Review: 'The Passage'

THE PASSAGE
By Justin Cronin
Horror Fiction
June 2010
Ballantine Books
ISBN: 978-0-345-50496-8


By now most have heard about The Passage, how it's this huge book about vampires, a post-apocalyptic thriller with non-stop action and a little girl immune to the virus that's making monsters, the first in a trilogy that's caught fire.


That's all true. But The Passage also is a work of literary mastery that is a strong story of love. Parental love, sibling love, love that lasts across the years -- that's what The Passage is about as much as it is about viral vampires and a small band of humans surviving the biggest experiment-gone-wrong ever.



Justin Cronin begins his story with two narratives. One is a heart-tugging tale of a smalltown girl who believed the wrong man, got pregnant and went inevitably downhill. Her little girl sleeps in motel bathtubs while she entertains male customers. At the same time, a group of scientists penetrates the jungle in search of what may be one of mankind's most important medical discoveries. Things go horribly wrong.


The two narratives meet when the little girl, Amy, is snatched to be inoculated with the virus that has twelve creatures hidden in a Rockies citadel. She doesn't turn into one of the viral vampires like the others. When the whole place explodes, Amy is whisked away by Wolgast, the agent who snatched her in the first place, with help that includes a nun with genuine spirit and grace.


Shift to decades in the future, when civilization in North America has collapsed and nothing is known of the outside world. A small enclave out West has survived through the generations after children were put on trains to travel to remote safe havens. Again, Cronin is masterful at introducing another large cast of new characters, distinct in their hopes, dreams and shortcomings, with compassion for human foibles and admiration at human strength.
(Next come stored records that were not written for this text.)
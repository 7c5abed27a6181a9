use thiserror::Error;

use crate::core::acl::AclError;
use crate::core::catalog::CatalogError;
use crate::core::schema::{DefinitionError, ValidationErrors};
use crate::core::settings::SettingsError;

#[derive(Debug, Error)]
pub enum EngineError {
    #[error(transparent)]
    Definition(#[from] DefinitionError),

    #[error(transparent)]
    Catalog(#[from] CatalogError),

    #[error("invalid input: {0}")]
    Validation(#[from] ValidationErrors),

    #[error("{entity} {id} not found")]
    NotFound { entity: &'static str, id: i64 },

    #[error("storage error: {0}")]
    Storage(#[from] rusqlite::Error),

    #[error("io error: {0}")]
    Io(#[from] std::io::Error),

    #[error("serialization error: {0}")]
    Serialization(#[from] serde_json::Error),

    #[error(transparent)]
    Acl(#[from] AclError),

    #[error(transparent)]
    Settings(#[from] SettingsError),

    #[error("job runner failed: {0}")]
    Runner(String),
}

impl EngineError {
    pub fn not_found(entity: &'static str, id: i64) -> Self {
        EngineError::NotFound { entity, id }
    }

    /// Field errors, when this is a validation failure.
    pub fn validation(&self) -> Option<&ValidationErrors> {
        match self {
            EngineError::Validation(errors) => Some(errors),
            _ => None,
        }
    }
}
The way Cronin's characters know each other and care for each other propels the story as surely as the action scenes, which range from strategically complex battles to a nail-biting train ride that's right up there with any cinematic car chase. Cronin's story also demonstrates the strength of individual ability to love and maintain one's identity as power in an allegorical fight that takes place when the virus runs rampant and the battle for a civilization to survive looks perilous.


One of the things that makes The Passage so strong is that each of the separate strands in this huge epic stand alone. Any of them would make a satisfying story without any of the rest. But weave them together, especially as well as Cronin has done, and you've got a powerfully moving, exciting adventure filled with small moments that can take your breath away as adeptly as the pounding action scenes. A small encounter toward the end is such a moving moment the reader is nearly dared to not get misty eyed. That scene is one of several that Cronin underwrites so they stand out all the more.


Whenever the next book in the trilogy to which this is the first comes out, it cannot be soon enough.